As recentes mudanças no teto de compra de imóveis pelas faixas 1 e 2 do programa Minha Casa Minha (MCMV) começaram a valer em janeiro deste ano e podem pavimentar uma perspectiva positiva tanto para as famílias quanto para o mercado.
O impacto das mudanças para quem quer comprar um imóvel
Mesmo com imóveis de valor um pouco maior, o financiamento dentro das faixas um e dois mantém juros mais baixos que os praticados no mercado, prazos longos para o pagamento e possibilidade de subsídios.
Como era e o que mudou?
Na prática
- o financiamento em regiões metropolitanas com população superior a 750 mil habitantes passa a ser de R$ 270 mil. Antes, era de R$ 255 mil
- Em relação às capitais, o valor passou de R$ 250 mil para R$ 260 mil.
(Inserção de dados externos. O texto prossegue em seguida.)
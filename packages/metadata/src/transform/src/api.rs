use crate::metadata::AnnotationValue;

/// Additive extension: contributes extra annotation values alongside the
/// original. The original value is always retained regardless of what the
/// mapper emits.
///
/// Emitted values re-enter the resolution pipeline with this mapper marked
/// as already applied, so a mapper re-emitting its own trigger annotation
/// terminates.
pub trait AnnotationMapper: Send + Sync {
    /// Process-unique identifier, used to guard against a mapper firing
    /// twice on its own output.
    fn name(&self) -> &str;

    /// The exact annotation type name this mapper fires on.
    fn annotation_type(&self) -> &str;

    fn map(&self, value: &AnnotationValue) -> Vec<AnnotationValue>;
}

/// Substitutive extension scoped to a package: replaces an annotation
/// value's identity entirely for every annotation in its package.
///
/// Returning the input unchanged keeps it; returning anything else replaces
/// the original (including dropping it via an empty result).
pub trait AnnotationRemapper: Send + Sync {
    fn name(&self) -> &str;

    /// The package this remapper applies to. `"*"` applies to every
    /// package.
    fn package_name(&self) -> &str;

    fn remap(&self, value: &AnnotationValue) -> Vec<AnnotationValue>;
}

/// Substitutive extension keyed by exact annotation type name. Same
/// replacement semantics as [`AnnotationRemapper`], narrower scope.
pub trait AnnotationTransformer: Send + Sync {
    fn name(&self) -> &str;

    fn annotation_type(&self) -> &str;

    fn transform(&self, value: &AnnotationValue) -> Vec<AnnotationValue>;
}

/// Remapper package wildcard.
pub const ALL_PACKAGES: &str = "*";
//! Diagnostics for the annotation resolution engine.
//!
//! Resolution distinguishes failures that abort a build request
//! ([`MetadataError`]) from per-member problems that are attached to the
//! originating element and reported through the host compiler's channel
//! ([`Diagnostic`] via a [`DiagnosticSink`]).

pub mod src;

pub use src::error::MetadataError;
pub use src::error_code::ErrorCode;
pub use src::sink::{CollectingDiagnostics, Diagnostic, DiagnosticCategory, DiagnosticSink};
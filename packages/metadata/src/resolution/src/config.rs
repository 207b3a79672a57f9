use std::collections::HashSet;

use crate::metadata::{AnnotationValue, MemberValue};

/// Default marker annotation names. An embedding frontend overrides these
/// with its platform's fully qualified names.
pub const ALIAS_FOR: &str = "core.annotation.AliasFor";
pub const ALIASES: &str = "core.annotation.Aliases";
pub const INHERITED: &str = "core.annotation.Inherited";
pub const SCOPE: &str = "core.annotation.Scope";
pub const DEFAULT_SCOPE: &str = "core.annotation.DefaultScope";

/// Member names of the alias markers.
pub const ALIAS_MEMBER: &str = "member";
pub const ALIAS_ANNOTATION: &str = "annotation";

/// The conventional single-member name, also the repeatable-container
/// bookkeeping member.
pub const VALUE_MEMBER: &str = "value";

/// The default namespace for annotations that never leave the compiler.
pub const INTERNAL_PREFIX: &str = "core.annotation.internal.";

/// Stereotype packages excluded when expanding annotations from a given
/// namespace.
#[derive(Debug, Clone)]
pub struct ExcludedStereotypes {
    /// Prefix of the annotation namespace the exclusion applies to.
    pub annotation_prefix: String,
    /// Stereotype package prefixes that do not propagate for it.
    pub stereotype_packages: Vec<String>,
}

/// The narrow nullability compatibility rule: a `Nonnull`-like stereotype
/// is dropped when its discriminating member carries the disqualifying
/// value. Off by default; enable it only when the target platform needs it.
#[derive(Debug, Clone)]
pub struct NullabilityRule {
    pub annotation: String,
    pub member: String,
    pub disqualifying_variant: String,
}

impl NullabilityRule {
    pub fn disqualifies(&self, value: &AnnotationValue) -> bool {
        if value.name() != self.annotation {
            return false;
        }
        match value.get(&self.member) {
            Some(MemberValue::Enum { variant, .. }) => *variant == self.disqualifying_variant,
            Some(MemberValue::String(variant)) => *variant == self.disqualifying_variant,
            _ => false,
        }
    }
}

/// Well-known names and filtering rules the resolution engine consults.
#[derive(Debug, Clone)]
pub struct BuilderConfig {
    pub alias_marker: String,
    pub aliases_marker: String,
    /// The marker whose occurrences always short-circuit to a no-op.
    pub inherited_marker: String,
    pub scope_marker: String,
    pub default_scope_marker: String,
    /// Annotation names never surfaced in resolved metadata.
    pub internal_annotations: HashSet<String>,
    /// Name prefixes treated like `internal_annotations`.
    pub internal_prefixes: Vec<String>,
    pub excluded_stereotypes: Vec<ExcludedStereotypes>,
    pub nullability: Option<NullabilityRule>,
}

impl Default for BuilderConfig {
    fn default() -> Self {
        let mut internal_annotations = HashSet::new();
        internal_annotations.insert(ALIAS_FOR.to_owned());
        internal_annotations.insert(ALIASES.to_owned());
        Self {
            alias_marker: ALIAS_FOR.to_owned(),
            aliases_marker: ALIASES.to_owned(),
            inherited_marker: INHERITED.to_owned(),
            scope_marker: SCOPE.to_owned(),
            default_scope_marker: DEFAULT_SCOPE.to_owned(),
            internal_annotations,
            internal_prefixes: vec![INTERNAL_PREFIX.to_owned()],
            excluded_stereotypes: Vec::new(),
            nullability: None,
        }
    }
}

impl BuilderConfig {
    pub fn new() -> Self {
        Self::default()
    }

    pub fn ignore_annotation(mut self, name: impl Into<String>) -> Self {
        self.internal_annotations.insert(name.into());
        self
    }

    pub fn exclude_stereotypes(
        mut self,
        annotation_prefix: impl Into<String>,
        stereotype_packages: Vec<String>,
    ) -> Self {
        self.excluded_stereotypes.push(ExcludedStereotypes {
            annotation_prefix: annotation_prefix.into(),
            stereotype_packages,
        });
        self
    }

    pub fn with_nullability_rule(mut self, rule: NullabilityRule) -> Self {
        self.nullability = Some(rule);
        self
    }

    pub fn is_internal(&self, name: &str) -> bool {
        self.internal_annotations.contains(name)
            || self
                .internal_prefixes
                .iter()
                .any(|prefix| name.starts_with(prefix.as_str()))
    }

    /// Whether `stereotype` must not propagate from `annotation`.
    pub fn is_excluded_stereotype(&self, annotation: &str, stereotype: &str) -> bool {
        self.excluded_stereotypes.iter().any(|rule| {
            annotation.starts_with(rule.annotation_prefix.as_str())
                && rule
                    .stereotype_packages
                    .iter()
                    .any(|package| stereotype.starts_with(package.as_str()))
        })
    }

    pub fn is_disqualified_nullability(&self, value: &AnnotationValue) -> bool {
        self.nullability
            .as_ref()
            .map(|rule| rule.disqualifies(value))
            .unwrap_or(false)
    }
}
- Já nos municípios com população entre 300 e 750 mil habitantes, o teto para financiamento em metrópoles e capitais foi reajustado de R$ 245 mil para R$ 255 mil.
Vantagens para o mercado
Para a MRV&CO, maior empresa do segmento no país, o redesenho do MCMV é uma oportunidade de ampliação do estoque elegível, ou seja, uma oferta maior de unidades prontas ou em construção que atendem aos requisitos técnicos, financeiros e jurídicos do programa.
“Mudanças em programas habitacionais podem gerar oportunidades para as famílias, o setor produtivo e a sociedade, especialmente por ampliar o acesso à moradia, estimular a atividade econômica e gerar impacto em larga escala”, avalia o diretor executivo de comercial e crédito da MRV&CO, Thiago Ely.